Publié 15 décembre 2023
dans Pierre Jolivet
Dark beaches.
5.5 Il s’agit d’un film de lanceur d’alertes, à la manière d’un Projet Silkwood, d’un Erin Brockovich ou d’un Dark waters, ici sur un scandale agro-alimentaire breton. Scandale politique et industriel centré sur un désastre écologique en cours, que Pierre Jolivet – qui n’est ni Mike Nichols ni Steven Soderbergh, ni Todd Haynes – traite de la façon la plus impersonnelle possible, d’un point de vue formel, tant la mise en scène est secondaire, la gestion des dialogues un peu à côté. La mécanique du thriller fonctionne par intermittence et le film peine à passionner autant que son matériau disons. Il est par ailleurs très didactique mais pas entièrement dichotomique, tant il fait apparaître de nombreux personnages (de l’opposition, notamment) assez complexes car souvent cachés derrière le poids hiérarchique, local, régional ou national. Ce qu’il dresse politiquement est prometteur mais un peu limité. Ce qui m’a pourtant davantage séduit au préalable c’est son couple de personnages, enfin j’ai presque eu l’impression que ça devenait son sujet (comment supporter l’obsession de l’autre ? Jusqu’à quel point on peut s’effacer ? Continuer d’aimer ?) sauf qu’il n’y plonge jamais, ne résout pas du tout cela et l’autre personnage finalement n’est que fonction. Reste donc un téléfilm de luxe France 3 Bretagne. C’est dur, mais y a de ça. Très envie de lire le roman graphique dont est tiré le film. Quoiqu’il en soit, Céline Salette le porte sur ses épaules.
Publié 27 octobre 2022
dans Pierre Jolivet
Le choix désarme.
6.0 Lors d’un voyage en Asie, Philippe, Daniel & Hans, trois amis que le séjour a réunis, sont sur le point de rentrer. Si Hans décide de partir un peu plus tard, les deux premiers ont un avion à prendre, et afin de ne pas risquer de mauvais contrôles à l’aéroport, ils donnent tous deux leur part de haschich à leur ami hollandais.
Dix-huit mois ont passé. Philippe (Patrick Bruel) est sur le point de terminer ses études de mathématiques et Daniel (François Cluzet) est jeune papa. C’est alors qu’un avocat envoyé par Amnesty International les contacte pour leur apprendre que leur ami Hans est emprisonné depuis leur départ pour possession de drogue ; Pire, il est condamné à mort car la quantité qu’il possédait sur lui lors de son arrestation en font un narco-trafiquant.
Hormis si Philippe & Daniel acceptent de se livrer aux autorités locales, en expliquant qu’une partie du shit leur appartenait, Hans sera exécuté sous sept jours.
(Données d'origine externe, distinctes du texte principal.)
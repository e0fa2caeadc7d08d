//! Mempool capture daemon.
//!
//! Polls redundant node endpoints for pending transactions, correlates new
//! blocks against the local mempool view and persists per-block fee
//! economics for offline auction analysis.

use blockscope_observer::{
    config::{
        DEFAULT_CAPTURE_THRESHOLD, DEFAULT_MEMPOOL_TTL_SECS, DEFAULT_OUTPUT_FILE,
        DEFAULT_RETRY_DELAY_MS, DEFAULT_TICK_INTERVAL_MS,
    },
    DatasetWriter, EndpointPool, HttpNodeClient, NodeClient, ObserverConfig, Orchestrator,
};
use clap::Parser;
use std::path::PathBuf;
use std::sync::Arc;
use std::time::Duration;
use tracing::{info, warn};
use tracing_subscriber::{layer::SubscriberExt, util::SubscriberInitExt, EnvFilter};
use url::Url;

/// Command line surface of the capture daemon.
#[derive(Debug, Parser)]
#[command(name = "blockscope", about = "Capture mempool fee economics per block")]
struct Args {
    /// Node RPC endpoints, in failover order. Repeatable.
    #[arg(
        long = "rpc-url",
        env = "BLOCKSCOPE_RPC_URLS",
        value_delimiter = ',',
        required = true
    )]
    rpc_urls: Vec<Url>,

    /// Dataset output path.
    #[arg(long, env = "BLOCKSCOPE_OUTPUT", default_value = DEFAULT_OUTPUT_FILE)]
    output: PathBuf,

    /// Seconds an unseen mempool entry survives before eviction.
    #[arg(long, default_value_t = DEFAULT_MEMPOOL_TTL_SECS)]
    mempool_ttl_secs: u64,

    /// Minimum capture rate (percent) required to persist a block.
    #[arg(long, default_value_t = DEFAULT_CAPTURE_THRESHOLD)]
    capture_threshold: f64,

    /// Milliseconds between capture ticks.
    #[arg(long, default_value_t = DEFAULT_TICK_INTERVAL_MS)]
    tick_interval_ms: u64,

    /// Milliseconds between sequential endpoint retries.
    #[arg(long, default_value_t = DEFAULT_RETRY_DELAY_MS)]
    retry_delay_ms: u64,
}

impl Args {
    fn into_config(self) -> ObserverConfig {
        let mut config = ObserverConfig::new(self.rpc_urls);
        config.output = self.output;
        config.mempool_ttl = Duration::from_secs(self.mempool_ttl_secs);
        config.capture_threshold = self.capture_threshold;
        config.tick_interval = Duration::from_millis(self.tick_interval_ms);
        config.retry_delay = Duration::from_millis(self.retry_delay_ms);
        config
    }
}

fn init_tracing() {
    tracing_subscriber::registry()
        .with(EnvFilter::try_from_default_env().unwrap_or_else(|_| "info".into()))
        .with(tracing_subscriber::fmt::layer().with_target(false))
        .init();
}

#[tokio::main]
async fn main() -> eyre::Result<()> {
    init_tracing();

    let config = Args::parse().into_config();
    config.validate()?;

    let clients: Vec<Arc<dyn NodeClient>> = config
        .endpoints
        .iter()
        .map(|url| Arc::new(HttpNodeClient::new(url.clone())) as Arc<dyn NodeClient>)
        .collect();
    let pool = EndpointPool::new(clients, config.retry_delay);
    let writer = DatasetWriter::new(&config.output);

    info!(
        endpoints = config.endpoints.len(),
        output = %config.output.display(),
        threshold = config.capture_threshold,
        "starting capture loop"
    );

    // Capture begins with the block after the current head; blocks already
    // produced have no usable mempool history.
    let starting_height = match pool.block_number().await {
        Ok(height) => height,
        Err(err) => {
            warn!(%err, "could not determine chain height at startup, starting from 0");
            0
        }
    };

    Orchestrator::new(config, pool, writer, starting_height)
        .run()
        .await?;
    Ok(())
}
use blockscope_fees::{BlockRecord, Dataset};
use std::fs::{self, File};
use std::io::{self, Write};
use std::path::{Path, PathBuf};
use thiserror::Error;
use tracing::warn;

/// Durable-storage failure while replacing the dataset. Fatal: the
/// orchestrator stops and the process exits non-zero.
#[derive(Debug, Error)]
pub enum DatasetError {
    /// The dataset could not be serialized.
    #[error("failed to serialize dataset: {0}")]
    Serialize(#[from] serde_json::Error),
    /// Write, fsync or atomic rename failed.
    #[error("failed to replace dataset at {path}: {source}")]
    Io {
        /// Path being written.
        path: PathBuf,
        /// Underlying I/O failure.
        #[source]
        source: io::Error,
    },
}

/// Crash-safe writer for the per-block dataset.
///
/// Every merge is a full read-modify-write: serialize the whole document
/// to a sibling temporary file, fsync it, then atomically rename over the
/// canonical path. A reader never observes a half-written document and a
/// crash before the rename leaves the previous file untouched.
#[derive(Debug)]
pub struct DatasetWriter {
    path: PathBuf,
}

impl DatasetWriter {
    /// Writer for the dataset at `path`.
    pub fn new(path: impl Into<PathBuf>) -> Self {
        Self { path: path.into() }
    }

    /// Canonical dataset path.
    pub fn path(&self) -> &Path {
        &self.path
    }

    /// Load the current dataset. A missing file is an empty dataset; an
    /// unreadable or unparseable one is logged and treated as empty rather
    /// than failing the update.
    pub fn load(&self) -> Dataset {
        let bytes = match fs::read(&self.path) {
            Ok(bytes) => bytes,
            Err(err) if err.kind() == io::ErrorKind::NotFound => return Dataset::new(),
            Err(err) => {
                warn!(path = %self.path.display(), %err, "dataset unreadable, starting empty");
                return Dataset::new();
            }
        };
        match serde_json::from_slice(&bytes) {
            Ok(dataset) => dataset,
            Err(err) => {
                warn!(path = %self.path.display(), %err, "dataset corrupted, starting empty");
                Dataset::new()
            }
        }
    }

    /// Merge one block's record into the dataset and replace the file
    /// atomically. Records below the current maximum height are refused
    /// (keys are never inserted out of increasing order); re-merging the
    /// maximum key itself is permitted and idempotent.
    pub fn merge(&self, block_number: u64, record: &BlockRecord) -> Result<(), DatasetError> {
        let mut dataset = self.load();
        if let Some(&max) = dataset.keys().next_back() {
            if block_number < max {
                warn!(block_number, max, "refusing out-of-order dataset insert");
                return Ok(());
            }
        }
        dataset.insert(block_number, record.clone());
        self.replace(&dataset)
    }

    fn replace(&self, dataset: &Dataset) -> Result<(), DatasetError> {
        let bytes = serde_json::to_vec_pretty(dataset)?;
        let tmp = self.temp_path();
        if let Err(source) = write_durable(&tmp, &self.path, &bytes) {
            // Leave the canonical file alone; only the temp is discarded.
            let _ = fs::remove_file(&tmp);
            return Err(DatasetError::Io {
                path: self.path.clone(),
                source,
            });
        }
        Ok(())
    }

    fn temp_path(&self) -> PathBuf {
        let mut os = self.path.as_os_str().to_owned();
        os.push(".tmp");
        PathBuf::from(os)
    }
}

fn write_durable(tmp: &Path, canonical: &Path, bytes: &[u8]) -> io::Result<()> {
    let mut file = File::create(tmp)?;
    file.write_all(bytes)?;
    file.sync_all()?;
    drop(file);
    fs::rename(tmp, canonical)
}
use crate::dataset::DatasetError;
use crate::pool::PoolError;
use thiserror::Error;

/// Failure of a single capture tick.
///
/// Pool failures are transient: the orchestrator logs them and proceeds to
/// the next tick. Dataset failures are fatal: durable storage can no longer
/// be trusted and the process must stop with a non-zero status.
#[derive(Debug, Error)]
pub enum TickError {
    /// Every endpoint failed a one-shot query.
    #[error(transparent)]
    Pool(#[from] PoolError),
    /// The dataset replace failed.
    #[error(transparent)]
    Dataset(#[from] DatasetError),
}

impl TickError {
    /// Whether this failure must terminate the orchestrator.
    pub const fn is_fatal(&self) -> bool {
        matches!(self, Self::Dataset(_))
    }
}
Mais ils encourent deux années de prison.
Le pitch de Force majeure (la troisième réalisation de Pierre Jolivet) m’a toujours fait saliver. Et si durant un temps il se hisse au niveau de cette attente, notamment grâce aux prestations incarnées et opposées de ses deux acteurs futures stars, qui campent deux personnages aux antipodes, qui vont digérer la nouvelle de manière très différente, je ne cache pas une petite déception.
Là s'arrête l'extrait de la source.